High-Protein Greek Chickpea Pasta Salad
Pasta

High-Protein Greek Chickpea Pasta Salad

This refreshing Greek chickpea pasta salad is a nutrient-dense meal that combines protein-rich legumes with crisp Mediterranean vegetables. It is a gluten-free option that prepares in under 30 minutes, making it ideal for healthy lunches or side dishes.

Recipe image

List of ingredients

  • 8 oz dried chickpea pasta (fusilli, farfalle, rotini, or penne) – for added protein and gluten-free base.
  • ⅓ cup red onion – finely diced for a sharp contrast.
  • 1 cup sweet cherry tomatoes – halved for juicy bursts of flavor.
  • 2-3 cups fresh arugula – adds a peppery note to the mix.
  • 1 medium red bell pepper – de-seeded and chopped for crunch.
  • 1 medium yellow or orange bell pepper – de-seeded and chopped for color.
  • 1 medium green bell pepper – de-seeded and chopped for earthy flavor.
  • 1 ½ cups English cucumber – sliced into quarter-moons for freshness.
  • ½ cup kalamata olives – pitted and sliced for salty depth.
  • 4 ounces microbial-rennet feta cheese – cut into ½ inch cubes or crumbled.
  • 2 tbsp extra-virgin olive oil – the base for a healthy dressing.
  • 1 large lemon – juiced (approximately 3-4 Tablespoons) for acidity.
  • 2 tbsp apple cider vinegar – a tangy substitute for red wine vinegar.
  • 1 tsp dijon mustard – adds emulsion and a subtle tang.
  • 2 cloves garlic – minced for aromatic flavor.
  • 1 tsp dried oregano – for a classic Greek herbal profile.
  • ½ tsp salt – adjust to taste.
  • ¼ tsp black pepper – adjust to taste.

step-by-step instructions

  1. Cook the Pasta: Bring a large pot of salted water to a boil and add the chickpea pasta. Cook according to the package instructions until the pasta is al dente. Strain the pasta and immediately run it under cold water to cool it completely before setting it aside.
  2. Prepare the Dressing: While the pasta is cooling, whisk together the olive oil, lemon juice, apple cider vinegar, dijon mustard, minced garlic, dried oregano, salt, and black pepper in a small bowl. Taste the vinaigrette and adjust the salt or lemon juice to suit your preference.
  3. Combine Ingredients: In a large mixing bowl, combine the cooled chickpea pasta with the diced red onion, halved cherry tomatoes, fresh arugula, chopped bell peppers, sliced cucumber, kalamata olives, and feta cheese.
  4. Toss and Season: Pour the prepared dressing over the pasta and vegetable mixture. Gently toss all ingredients until evenly coated, then taste and add more lemon, salt, pepper, or olive oil if needed.
  5. Chill and Marinate: For the best flavor, place the finished pasta salad in the refrigerator for at least 30 minutes to allow the ingredients to marinate. Alternatively, you can serve it immediately.
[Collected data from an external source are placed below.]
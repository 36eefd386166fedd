use crate::error::EngineError;
use crate::models::file::FileEntry;
use crate::storage::{self, StorageProvider};
use md5::Md5;
use sha1::Sha1;
use sha2::{Digest, Sha256};
use std::sync::Arc;

const DEFAULT_MAX_ATTEMPTS: u32 = 3;

#[derive(Debug, Clone, Copy, PartialEq, Eq)]
pub enum HashAlgorithm {
    Md5,
    Sha1,
    Sha256,
}

impl HashAlgorithm {
    pub fn as_str(&self) -> &'static str {
        match self {
            HashAlgorithm::Md5 => "md5",
            HashAlgorithm::Sha1 => "sha1",
            HashAlgorithm::Sha256 => "sha256",
        }
    }
}

impl std::str::FromStr for HashAlgorithm {
    type Err = EngineError;

    fn from_str(s: &str) -> Result<Self, Self::Err> {
        match s.to_ascii_lowercase().as_str() {
            "md5" => Ok(HashAlgorithm::Md5),
            "sha1" => Ok(HashAlgorithm::Sha1),
            "sha256" => Ok(HashAlgorithm::Sha256),
            other => Err(EngineError::BadInput(format!(
                "unsupported hash algorithm: {}",
                other
            ))),
        }
    }
}

enum Hasher {
    Md5(Md5),
    Sha1(Sha1),
    Sha256(Sha256),
}

impl Hasher {
    fn new(algorithm: HashAlgorithm) -> Self {
        match algorithm {
            HashAlgorithm::Md5 => Hasher::Md5(Md5::new()),
            HashAlgorithm::Sha1 => Hasher::Sha1(Sha1::new()),
            HashAlgorithm::Sha256 => Hasher::Sha256(Sha256::new()),
        }
    }

    fn update(&mut self, data: &[u8]) {
        match self {
            Hasher::Md5(h) => h.update(data),
            Hasher::Sha1(h) => h.update(data),
            Hasher::Sha256(h) => h.update(data),
        }
    }

    fn finalize_hex(self) -> String {
        match self {
            Hasher::Md5(h) => hex::encode(h.finalize()),
            Hasher::Sha1(h) => hex::encode(h.finalize()),
            Hasher::Sha256(h) => hex::encode(h.finalize()),
        }
    }
}

/// Streams a file's content from the provider through the configured
/// digest. Oversized files are rejected before any bytes move.
pub struct HashService {
    provider: Arc<dyn StorageProvider>,
    algorithm: HashAlgorithm,
    max_file_size: i64,
    buffer_size: usize,
    max_attempts: u32,
}

impl HashService {
    pub fn new(
        provider: Arc<dyn StorageProvider>,
        algorithm: HashAlgorithm,
        max_file_size: i64,
        buffer_size: usize,
    ) -> Self {
        Self {
            provider,
            algorithm,
            max_file_size,
            buffer_size: buffer_size.max(4 * 1024),
            max_attempts: DEFAULT_MAX_ATTEMPTS,
        }
    }

    pub async fn digest(&self, file: &FileEntry) -> Result<String, EngineError> {
        if self.max_file_size > 0 && file.size > self.max_file_size {
            return Err(EngineError::HashTooLarge {
                size: file.size,
                max: self.max_file_size,
            });
        }

        let id = file.id.clone();
        let digest = storage::with_retries(self.max_attempts, || self.stream_digest(&id)).await?;
        Ok(digest)
    }

    async fn stream_digest(&self, id: &str) -> Result<String, crate::storage::StorageError> {
        use futures_util::TryStreamExt;
        use tokio::io::AsyncReadExt;
        use tokio_util::io::StreamReader;

        let stream = self.provider.download(id).await?;
        let io_stream = stream.map_err(|e| std::io::Error::new(std::io::ErrorKind::Other, e));
        let mut reader = StreamReader::new(io_stream);

        let mut hasher = Hasher::new(self.algorithm);
        let mut buf = vec![0u8; self.buffer_size];
        loop {
            let n = reader
                .read(&mut buf)
                .await
                .map_err(|e| crate::storage::StorageError::Network(e.to_string()))?;
            if n == 0 {
                break;
            }
            hasher.update(&buf[..n]);
        }
        Ok(hasher.finalize_hex())
    }
}

#[cfg(test)]
mod tests {
    use super::*;
    use crate::storage::mock::MockProvider;

    fn service(provider: Arc<MockProvider>, algorithm: HashAlgorithm) -> HashService {
        HashService::new(provider, algorithm, 1024 * 1024, 64 * 1024)
    }

    #[tokio::test]
    async fn test_digest_matches_known_vectors() {
        let provider = Arc::new(MockProvider::new());
        provider.add_file("f1", "hello.txt", "root", b"hello world");
        let file = FileEntry::new("f1", "hello.txt", 11);

        let sha256 = service(provider.clone(), HashAlgorithm::Sha256)
            .digest(&file)
            .await
            .unwrap();
        assert_eq!(
            sha256,
            "b94d27b9934d3e08a52e52d7da7dabfac484efe37a5380ee9088f7ace2efcde9"
        );

        let sha1 = service(provider.clone(), HashAlgorithm::Sha1)
            .digest(&file)
            .await
            .unwrap();
        assert_eq!(sha1, "2aae6c35c94fcfb415dbe95f408b9ce91ee846ed");

        let md5 = service(provider, HashAlgorithm::Md5)
            .digest(&file)
            .await
            .unwrap();
        assert_eq!(md5, "5eb63bbbe01eeed093cb22bb8f5acdc3");
    }

    #[tokio::test(start_paused = true)]
    async fn test_digest_retries_transient_failures() {
        let provider = Arc::new(MockProvider::new());
        provider.add_file("f1", "a.bin", "root", b"retry me");
        provider.fail_downloads("f1", 2);

        let file = FileEntry::new("f1", "a.bin", 8);
        let digest = service(provider, HashAlgorithm::Sha256)
            .digest(&file)
            .await
            .unwrap();
        assert!(!digest.is_empty());
    }

    #[tokio::test]
    async fn test_oversized_file_is_rejected() {
        let provider = Arc::new(MockProvider::new());
        let svc = HashService::new(provider, HashAlgorithm::Sha256, 100, 64 * 1024);

        let file = FileEntry::new("big", "big.iso", 101);
        match svc.digest(&file).await {
            Err(EngineError::HashTooLarge { size, max }) => {
                assert_eq!(size, 101);
                assert_eq!(max, 100);
            }
            other => panic!("expected HashTooLarge, got {:?}", other.map(|_| ())),
        }
    }

    #[test]
    fn test_algorithm_parsing() {
        assert_eq!("SHA256".parse::<HashAlgorithm>().unwrap(), HashAlgorithm::Sha256);
        assert_eq!("md5".parse::<HashAlgorithm>().unwrap(), HashAlgorithm::Md5);
        assert!("crc32".parse::<HashAlgorithm>().is_err());
    }
}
Pro Tips for Optimal Results

Cook Pasta to Al Dente

Cooking the pasta just until it is al dente is crucial for pasta salads. Overcooked pasta becomes mushy when tossed with dressing and vegetables. Try reducing the package cooking time by one minute to maintain a firm texture.

Ensure Pasta is Completely Cold

Always rinse the cooked pasta under cold water until it reaches a low temperature. Adding warm pasta to the bowl will wilt the arugula and soften the cucumbers. This ensures every vegetable stays crisp and fresh.

Balance the Vinaigrette

The acidity of the lemon and vinegar can vary depending on the produce. Taste your dressing before adding it to the salad. If it is too tart, add a small amount of olive oil; if it is too bland, add another squeeze of lemon.

Allow Time for Marinating

While the salad is edible immediately, chilling it for 30 minutes to 2 hours is highly recommended. This allows the dried oregano and garlic to penetrate the pasta and vegetables. The flavors meld together for a more cohesive taste.
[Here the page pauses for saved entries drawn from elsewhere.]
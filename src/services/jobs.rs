use crate::error::EngineError;
use crate::models::progress::OperationKind;
use crate::services::progress::ProgressService;
use crate::state::AppState;
use futures_util::FutureExt;
use std::future::Future;
use std::panic::AssertUnwindSafe;
use std::sync::Arc;

/// Progress id of the currently running job of a kind, if any.
pub async fn active(state: &AppState, kind: OperationKind) -> Option<i64> {
    state.running_jobs.lock().await.get(&kind).copied()
}

/// Snapshot of the active job's progress row for "already running"
/// responses: a second start of a kind is answered with the current
/// row, not an error.
pub async fn active_progress(
    state: &AppState,
    kind: OperationKind,
) -> anyhow::Result<Option<crate::models::progress::Progress>> {
    match active(state, kind).await {
        Some(id) => ProgressService::new(state.db.clone()).get(id).await,
        None => Ok(None),
    }
}

fn panic_message(payload: Box<dyn std::any::Any + Send>) -> String {
    if let Some(s) = payload.downcast_ref::<&str>() {
        (*s).to_string()
    } else if let Some(s) = payload.downcast_ref::<String>() {
        s.clone()
    } else {
        "unknown panic payload".to_string()
    }
}

/// Launch an engine future on a detached task. The task is registered
/// in the per-kind running map, panics are recovered into a failed
/// progress row, and engine errors fail the row if the engine did not
/// already do so. HTTP-level cancellation never reaches this task;
/// only the progress row's pause/fail state stops an engine.
pub fn spawn_job<F>(state: Arc<AppState>, kind: OperationKind, progress_id: i64, fut: F)
where
    F: Future<Output = Result<(), EngineError>> + Send + 'static,
{
    tokio::spawn(async move {
        {
            let mut running = state.running_jobs.lock().await;
            if let Some(existing) = running.get(&kind) {
                tracing::warn!(
                    kind = kind.as_str(),
                    existing,
                    progress_id,
                    "Job of this kind already running, refusing duplicate start"
                );
                let progress = ProgressService::new(state.db.clone());
                let _ = progress
                    .fail(progress_id, format!("a {} job is already running", kind.as_str()))
                    .await;
                return;
            }
            running.insert(kind, progress_id);
        }

        let progress = ProgressService::new(state.db.clone());
        match AssertUnwindSafe(fut).catch_unwind().await {
            Ok(Ok(())) => {}
            Ok(Err(e)) => {
                // A paused row is a soft cancel the engine honoured by
                // bailing out; leave it resumable instead of failing it
                if progress.is_paused(progress_id).await {
                    tracing::info!(kind = kind.as_str(), progress_id, "Job exited on pause");
                } else {
                    tracing::error!(kind = kind.as_str(), progress_id, "Job failed: {:#}", e);
                    let _ = progress.fail(progress_id, format!("{}", e)).await;
                }
            }
            Err(payload) => {
                let msg = panic_message(payload);
                tracing::error!(kind = kind.as_str(), progress_id, panic = %msg, "Job panicked");
                let _ = progress.fail(progress_id, format!("panic: {}", msg)).await;
            }
        }

        state.running_jobs.lock().await.remove(&kind);
    });
}

#[cfg(test)]
mod tests {
    use super::*;
    use crate::config::AppConfig;
    use crate::db::migrate::test_pool;
    use crate::models::progress::ProgressStatus;
    use crate::storage::mock::MockProvider;
    use std::time::Duration;

    fn test_state() -> Arc<AppState> {
        // Config values are irrelevant here; only the pool and the
        // running-jobs map are exercised
        let config = AppConfig::from_env();
        Arc::new(AppState::new(
            test_pool(),
            config,
            Arc::new(MockProvider::new()),
            crate::services::hash::HashAlgorithm::Sha256,
        ))
    }

    async fn wait_terminal(progress: &ProgressService, id: i64) -> ProgressStatus {
        for _ in 0..100 {
            if let Some(p) = progress.get(id).await.unwrap() {
                if p.status.is_terminal() {
                    return p.status;
                }
            }
            tokio::time::sleep(Duration::from_millis(10)).await;
        }
        panic!("job never reached a terminal state");
    }

    #[tokio::test]
    async fn test_panic_is_recovered_into_failed_progress() -> anyhow::Result<()> {
        let state = test_state();
        let progress = ProgressService::new(state.db.clone());
        let p = progress.start(OperationKind::Cleanup, 0).await?;

        spawn_job(state.clone(), OperationKind::Cleanup, p.id, async {
            panic!("boom in engine");
        });

        let status = wait_terminal(&progress, p.id).await;
        assert_eq!(status, ProgressStatus::Failed);
        let row = progress.get(p.id).await?.unwrap();
        assert!(row.error.as_deref().unwrap_or("").starts_with("panic:"));
        assert!(active(&state, OperationKind::Cleanup).await.is_none());
        Ok(())
    }

    #[tokio::test]
    async fn test_engine_error_fails_progress() -> anyhow::Result<()> {
        let state = test_state();
        let progress = ProgressService::new(state.db.clone());
        let p = progress.start(OperationKind::FileScan, 0).await?;
        progress.mark_running(p.id).await?;

        spawn_job(state.clone(), OperationKind::FileScan, p.id, async {
            Err(EngineError::BadInput("bad worker count".into()))
        });

        let status = wait_terminal(&progress, p.id).await;
        assert_eq!(status, ProgressStatus::Failed);
        Ok(())
    }

    #[tokio::test]
    async fn test_duplicate_start_is_rejected() -> anyhow::Result<()> {
        let state = test_state();
        let progress = ProgressService::new(state.db.clone());

        let first = progress.start(OperationKind::DuplicateSearch, 0).await?;
        let second = progress.start(OperationKind::DuplicateSearch, 0).await?;

        let (release_tx, release_rx) = tokio::sync::oneshot::channel::<()>();
        spawn_job(state.clone(), OperationKind::DuplicateSearch, first.id, async move {
            let _ = release_rx.await;
            Ok(())
        });
        // Give the first job time to register
        tokio::time::sleep(Duration::from_millis(20)).await;
        assert_eq!(active(&state, OperationKind::DuplicateSearch).await, Some(first.id));

        spawn_job(state.clone(), OperationKind::DuplicateSearch, second.id, async { Ok(()) });
        let status = wait_terminal(&progress, second.id).await;
        assert_eq!(status, ProgressStatus::Failed);

        let _ = release_tx.send(());
        Ok(())
    }
}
Customization and Substitutions

Alternative Pasta Options

If you do not have chickpea pasta, you can use whole wheat pasta or other gluten-free varieties like brown rice pasta. Use shapes like rotini or fusilli because their spirals capture the dressing more effectively. This ensures every bite is well-seasoned.

Switching the Leafy Greens

Arugula provides a unique peppery taste that complements the feta and olives. If you prefer a milder flavor, replace the arugula with fresh baby spinach. Baby kale is another hearty alternative that holds up well under the dressing.

Cheese Alternatives

For a different salty profile, you can use crumbled goat cheese or mild provolone cubes. If you want a creamier texture, use small mozzarella pearls. Ensure any cheese used is made with microbial rennet to stay consistent with dietary preferences.

Vinegar Variations

Apple cider vinegar is a great all-purpose substitute for red wine vinegar. You can also use white wine vinegar for a cleaner, sharper acidity. For a sweeter profile, a small amount of champagne vinegar works well.
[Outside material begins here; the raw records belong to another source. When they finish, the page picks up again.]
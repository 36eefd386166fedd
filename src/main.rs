mod config;
mod db;
mod error;
mod models;
mod routes;
mod services;
mod state;
mod storage;
mod utils;

use crate::config::AppConfig;
use crate::db::connection::create_pool;
use crate::db::migrate::migrate;
use crate::services::hash::HashAlgorithm;
use crate::state::AppState;
use crate::storage::drive::DriveProvider;
use std::net::SocketAddr;
use std::sync::Arc;
use tokio::signal;

#[tokio::main]
async fn main() -> anyhow::Result<()> {
    let config = AppConfig::from_env();

    // Initialize logging; RUST_LOG wins over the configured level
    tracing_subscriber::fmt()
        .with_env_filter(
            tracing_subscriber::EnvFilter::try_from_default_env()
                .unwrap_or_else(|_| config.log_level.clone().into()),
        )
        .init();

    let hash_algorithm: HashAlgorithm = config.hash_algorithm.parse()?;
    tracing::info!(
        algorithm = hash_algorithm.as_str(),
        "Starting dedupe server on {}:{}",
        config.host,
        config.port
    );

    // Ensure data directory exists
    std::fs::create_dir_all(&config.data_dir)?;

    // Initialize database
    let db_path = config.db_path.to_string_lossy().to_string();
    let pool = create_pool(&db_path, config.db_pool_size);
    migrate(&pool, &config.data_dir)?;

    // Storage provider client (folder cache lives inside it)
    let provider = Arc::new(DriveProvider::new(&config));

    // Build application state
    let state = Arc::new(AppState::new(pool, config.clone(), provider, hash_algorithm));

    // Build router
    let app = routes::create_router(state.clone());

    let addr: SocketAddr = format!("{}:{}", config.host, config.port).parse()?;

    if config.tls_enabled {
        let cert = config
            .tls_cert_path
            .clone()
            .ok_or_else(|| anyhow::anyhow!("TLS_CERT_PATH is required when TLS is enabled"))?;
        let key = config
            .tls_key_path
            .clone()
            .ok_or_else(|| anyhow::anyhow!("TLS_KEY_PATH is required when TLS is enabled"))?;
        let tls = axum_server::tls_rustls::RustlsConfig::from_pem_file(cert, key).await?;
        tracing::info!("Listening on https://{}", addr);
        axum_server::bind_rustls(addr, tls)
            .serve(app.into_make_service())
            .await?;
    } else {
        let listener = tokio::net::TcpListener::bind(addr).await?;
        tracing::info!("Listening on http://{}", addr);
        axum::serve(listener, app)
            .with_graceful_shutdown(shutdown_signal())
            .await?;
    }

    tracing::info!("Shutting down...");
    db::connection::close_pool(&state.db);
    tracing::info!("Server stopped");

    Ok(())
}

async fn shutdown_signal() {
    let ctrl_c = async {
        signal::ctrl_c().await.expect("failed to listen for ctrl+c");
    };

    #[cfg(unix)]
    let terminate = async {
        signal::unix::signal(signal::unix::SignalKind::terminate())
            .expect("failed to listen for SIGTERM")
            .recv()
            .await;
    };

    #[cfg(not(unix))]
    let terminate = std::future::pending::<()>();

    tokio::select! {
        _ = ctrl_c => tracing::info!("Received SIGINT"),
        _ = terminate => tracing::info!("Received SIGTERM"),
    }
}
impl CleanupEngine {
    pub fn new(db: DbPool, provider: Arc<dyn StorageProvider>, progress: ProgressService) -> Self {
        Self {
            db,
            provider,
            progress,
        }
    }

    async fn is_folder_empty(&self, folder_id: &str) -> Result<bool, StorageError> {
        let page = self.provider.list_children(folder_id, None, 1).await?;
        Ok(page.files.is_empty())
    }

    async fn delete_one(&self, plan: DeletePlan) -> Result<DeletePlan, (String, String)> {
        let id = plan.id.clone();
        let deleted = storage::with_retries(DELETE_RETRY_ATTEMPTS, || {
            self.provider.delete_file(&id)
        })
        .await;
        match deleted {
            // Already gone upstream counts as deleted; the row still
            // has to go
            Ok(()) | Err(StorageError::NotFound(_)) => {
                let db = self.db.clone();
                let row_id = plan.id.clone();
                let removed = tokio::task::spawn_blocking(move || {
                    let conn = db.get()?;
                    file::delete(&conn, &row_id)
                })
                .await
                .map_err(|e| anyhow::anyhow!(e))
                .and_then(|r| r);
                match removed {
                    Ok(_) => Ok(plan),
                    Err(e) => Err((plan.id, format!("provider delete ok, row delete failed: {}", e))),
                }
            }
            Err(e) => Err((plan.id, e.to_string())),
        }
    }

    /// Shared delete executor: batches of `batch_size`, at most
    /// `worker_count` provider calls in flight per batch.
    async fn execute_deletes(
        &self,
        progress_id: i64,
        plans: Vec<DeletePlan>,
        opts: &DeleteOptions,
    ) -> anyhow::Result<CleanupOutcome> {
        let mut outcome = CleanupOutcome {
            requested: plans.len(),
            ..CleanupOutcome::default()
        };

        let parent_folders: HashSet<String> = if opts.cleanup_folders {
            plans.iter().flat_map(|p| p.parents.iter().cloned()).collect()
        } else {
            HashSet::new()
        };

        let concurrency = opts.worker_count.max(1);
        let mut processed: i64 = 0;
        for batch in plans.chunks(opts.batch_size.max(1)) {
            let results: Vec<Result<DeletePlan, (String, String)>> =
                futures_util::stream::iter(batch.iter().cloned())
                    .map(|plan| self.delete_one(plan))
                    .buffer_unordered(concurrency)
                    .collect()
                    .await;

            for result in results {
                processed += 1;
                match result {
                    Ok(plan) => {
                        outcome.deleted += 1;
                        outcome.bytes_saved += plan.size;
                    }
                    Err((id, error)) => outcome.errors.push(format!("{}: {}", id, error)),
                }
            }
            self.progress
                .update(
                    progress_id,
                    processed,
                    format!("deleted {}/{} files", outcome.deleted, outcome.requested),
                )
                .await?;
        }

        if opts.cleanup_folders && !parent_folders.is_empty() {
            outcome.folders_removed = self.cleanup_parent_folders(parent_folders).await;
        }

        Ok(outcome)
    }

    /// Walk each ancestor chain upwards, deleting folders the provider
    /// now reports empty, stopping at the first non-empty ancestor or
    /// the account root.
    async fn cleanup_parent_folders(&self, folders: HashSet<String>) -> usize {
        let mut removed = 0;
        for start in folders {
            let mut current = start;
            loop {
                if current == ROOT_FOLDER_ID {
                    break;
                }
                let meta = match self.provider.get_folder(&current).await {
                    Ok(m) => m,
                    // Already gone (possibly via a sibling's walk)
                    Err(StorageError::NotFound(_)) => break,
                    Err(e) => {
                        tracing::warn!(folder = %current, error = %e, "Parent lookup failed during cleanup");
                        break;
                    }
                };
                if meta.parents.is_empty() {
                    break;
                }
                match self.is_folder_empty(&current).await {
                    Ok(true) => {
                        if let Err(e) = self.provider.delete_folder(&current).await {
                            tracing::warn!(folder = %current, error = %e, "Empty folder delete failed");
                            break;
                        }
                        removed += 1;
                        tracing::info!(folder = %current, "Removed empty parent folder");
                        current = meta.parents[0].clone();
                    }
                    Ok(false) => break,
                    Err(e) => {
                        tracing::warn!(folder = %current, error = %e, "Emptiness check failed");
                        break;
                    }
                }
            }
        }
        removed
    }

    async fn plans_from_ids(
        &self,
        file_ids: &[String],
        safety_checks: bool,
    ) -> anyhow::Result<(Vec<DeletePlan>, Vec<String>)> {
        let ids = file_ids.to_vec();
        let db = self.db.clone();
        let rows = tokio::task::spawn_blocking(move || {
            let conn = db.get()?;
            file::find_by_ids(&conn, &ids)
        })
        .await
        .map_err(|e| anyhow::anyhow!(e))??;

        let known: HashSet<&str> = rows.iter().map(|f| f.id.as_str()).collect();
        let mut errors = Vec::new();
        let mut plans: Vec<DeletePlan> = rows
            .iter()
            .map(|f| DeletePlan {
                id: f.id.clone(),
                size: f.size,
                parents: f.parents.clone(),
            })
            .collect();

        for id in file_ids {
            if !known.contains(id.as_str()) {
                if safety_checks {
                    errors.push(format!("{}: not tracked in metadata store, skipped", id));
                } else {
                    plans.push(DeletePlan {
                        id: id.clone(),
                        size: 0,
                        parents: Vec::new(),
                    });
                }
            }
        }
        Ok((plans, errors))
    }

    pub async fn delete_files(
        &self,
        progress_id: i64,
        file_ids: Vec<String>,
        opts: DeleteOptions,
    ) -> Result<CleanupOutcome, EngineError> {
        self.progress.mark_running(progress_id).await?;
        self.progress.set_total(progress_id, file_ids.len() as i64).await?;

        let (plans, skip_errors) = self.plans_from_ids(&file_ids, opts.safety_checks).await?;
        let mut outcome = self.execute_deletes(progress_id, plans, &opts).await?;
        outcome.requested = file_ids.len();
        outcome.errors.extend(skip_errors);

        self.progress.complete(progress_id).await?;
        tracing::info!(
            progress_id,
            deleted = outcome.deleted,
            bytes_saved = outcome.bytes_saved,
            folders_removed = outcome.folders_removed,
            errors = outcome.errors.len(),
            "File cleanup completed"
        );
        Ok(outcome)
    }

    /// Delete every member of a duplicate group except the keeper.
    pub async fn delete_duplicates_from_group(
        &self,
        progress_id: i64,
        group_id: i64,
        keep_file_id: String,
        opts: DeleteOptions,
    ) -> Result<CleanupOutcome, EngineError> {
        let db = self.db.clone();
        let group = tokio::task::spawn_blocking(move || {
            let conn = db.get()?;
            duplicate_group::find_by_id(&conn, group_id)
        })
        .await
        .map_err(|e| anyhow::anyhow!(e))??
        .ok_or_else(|| EngineError::NotFound(format!("duplicate group {} not found", group_id)))?;

        if !group.files.iter().any(|f| f.id == keep_file_id) {
            return Err(EngineError::BadInput(format!(
                "keeper {} is not a member of group {}",
                keep_file_id, group_id
            )));
        }

        let victims: Vec<String> = group
            .files
            .iter()
            .filter(|f| f.id != keep_file_id)
            .map(|f| f.id.clone())
            .collect();

        let outcome = self.delete_files(progress_id, victims, opts).await?;

        // The group now has a single member and no longer qualifies
        let db = self.db.clone();
        tokio::task::spawn_blocking(move || {
            let conn = db.get()?;
            duplicate_group::cleanup_empty_groups(&conn)
        })
        .await
        .map_err(|e| anyhow::anyhow!(e))??;

        Ok(outcome)
    }

    /// List a folder, match file names against a user regex, and either
    /// report the candidates (dry run) or delete them.
    pub async fn cleanup_by_pattern(
        &self,
        progress_id: i64,
        folder_id: &str,
        pattern: &str,
        recursive: bool,
        dry_run: bool,
        cleanup_folders: bool,
        opts: DeleteOptions,
    ) -> Result<PatternOutcome, EngineError> {
        let matcher = regex::Regex::new(pattern)
            .map_err(|e| EngineError::BadInput(format!("invalid pattern: {}", e)))?;

        self.progress.mark_running(progress_id).await?;

        let files =
            storage::collect_folder_files(self.provider.as_ref(), folder_id, recursive, 1000)
                .await?;
        let matched: Vec<_> = files
            .into_iter()
            .filter(|f| matcher.is_match(&f.name))
            .collect();

        let mut outcome = PatternOutcome {
            dry_run,
            total_bytes: matched.iter().map(|f| f.size).sum(),
            candidates: matched
                .iter()
                .map(|f| PatternCandidate {
                    id: f.id.clone(),
                    name: f.name.clone(),
                    size: f.size,
                })
                .collect(),
            ..PatternOutcome::default()
        };

        if dry_run {
            self.progress.set_total(progress_id, matched.len() as i64).await?;
            self.progress
                .update(
                    progress_id,
                    matched.len() as i64,
                    format!("dry run matched {} files", matched.len()),
                )
                .await?;
            self.progress.complete(progress_id).await?;
            return Ok(outcome);
        }

        self.progress.set_total(progress_id, matched.len() as i64).await?;
        let plans: Vec<DeletePlan> = matched
            .iter()
            .map(|f| DeletePlan {
                id: f.id.clone(),
                size: f.size,
                parents: f.parents.clone(),
            })
            .collect();
        let delete_opts = DeleteOptions {
            cleanup_folders,
            ..opts
        };
        let deleted = self.execute_deletes(progress_id, plans, &delete_opts).await?;
        outcome.deleted = deleted.deleted;
        outcome.folders_removed = deleted.folders_removed;
        outcome.errors = deleted.errors;

        self.progress.complete(progress_id).await?;
        Ok(outcome)
    }

    async fn subtree_folders(
        &self,
        root: &str,
        recursive: bool,
    ) -> Result<Vec<(String, usize)>, StorageError> {
        let mut found = Vec::new();
        let mut stack = vec![(root.to_string(), 0usize)];
        while let Some((current, depth)) = stack.pop() {
            let mut page_token: Option<String> = None;
            loop {
                let token = page_token.clone();
                let page = storage::with_retries(3, || {
                    self.provider.list_children(&current, token.clone(), 1000)
                })
                .await?;
                for item in page.files {
                    if item.is_folder() {
                        found.push((item.id.clone(), depth + 1));
                        if recursive {
                            stack.push((item.id, depth + 1));
                        }
                    }
                }
                match page.next_page_token {
                    Some(t) => page_token = Some(t),
                    None => break,
                }
            }
        }
        Ok(found)
    }

    /// Remove empty folders, deepest first so a parent emptied by its
    /// children's removal is caught in the same pass. With a root the
    /// walk is scoped to that subtree; without one every folder in the
    /// account is considered.
    pub async fn sweep_empty_folders(
        &self,
        progress_id: i64,
        root_folder_id: Option<String>,
        recursive: bool,
    ) -> Result<SweepOutcome, EngineError> {
        self.progress.mark_running(progress_id).await?;

        let mut folders: Vec<(String, usize)> = match &root_folder_id {
            Some(root) => self.subtree_folders(root, recursive).await?,
            None => {
                let mut all = Vec::new();
                let mut page_token: Option<String> = None;
                loop {
                    let token = page_token.clone();
                    let page = storage::with_retries(3, || {
                        self.provider.list_all(token.clone(), 1000)
                    })
                    .await?;
                    for item in page.files {
                        if item.is_folder() {
                            let depth = match self.provider.folder_path(&item.id).await {
                                Ok(path) => path.matches('/').count(),
                                Err(_) => 1,
                            };
                            all.push((item.id, depth));
                        }
                    }
                    match page.next_page_token {
                        Some(t) => page_token = Some(t),
                        None => break,
                    }
                }
                all
            }
        };

        folders.sort_by(|a, b| b.1.cmp(&a.1));

        let mut outcome = SweepOutcome::default();
        self.progress.set_total(progress_id, folders.len() as i64).await?;
        for (index, (folder_id, _)) in folders.iter().enumerate() {
            outcome.checked += 1;
            match self.is_folder_empty(folder_id).await {
                Ok(true) => match self.provider.delete_folder(folder_id).await {
                    Ok(()) | Err(StorageError::NotFound(_)) => {
                        outcome.removed += 1;
                        tracing::info!(folder = %folder_id, "Removed empty folder");
                    }
                    Err(e) => outcome.errors.push(format!("{}: {}", folder_id, e)),
                },
                Ok(false) => {}
                Err(StorageError::NotFound(_)) => {}
                Err(e) => outcome.errors.push(format!("{}: {}", folder_id, e)),
            }
            self.progress
                .update(
                    progress_id,
                    (index + 1) as i64,
                    format!("checked {} folders, removed {}", outcome.checked, outcome.removed),
                )
                .await?;
        }

        self.progress.complete(progress_id).await?;
        Ok(outcome)
    }
}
Flavor Variations and Add-ins

Increasing Protein with Meat

To make this a more filling main course, add 1-2 cups of grilled chicken breast or sautéed shrimp. Cubed steak or baked tofu also pair well with the Mediterranean flavors. Ensure the protein is cooked and cooled before adding it to the salad.

Creating a Pesto-Style Version

For a twist on the classic Greek flavor, stir in a cup of nut-free pesto. This adds a rich basil and garlic depth to the dish. Reduce the amount of dried oregano in the original dressing if you choose this route.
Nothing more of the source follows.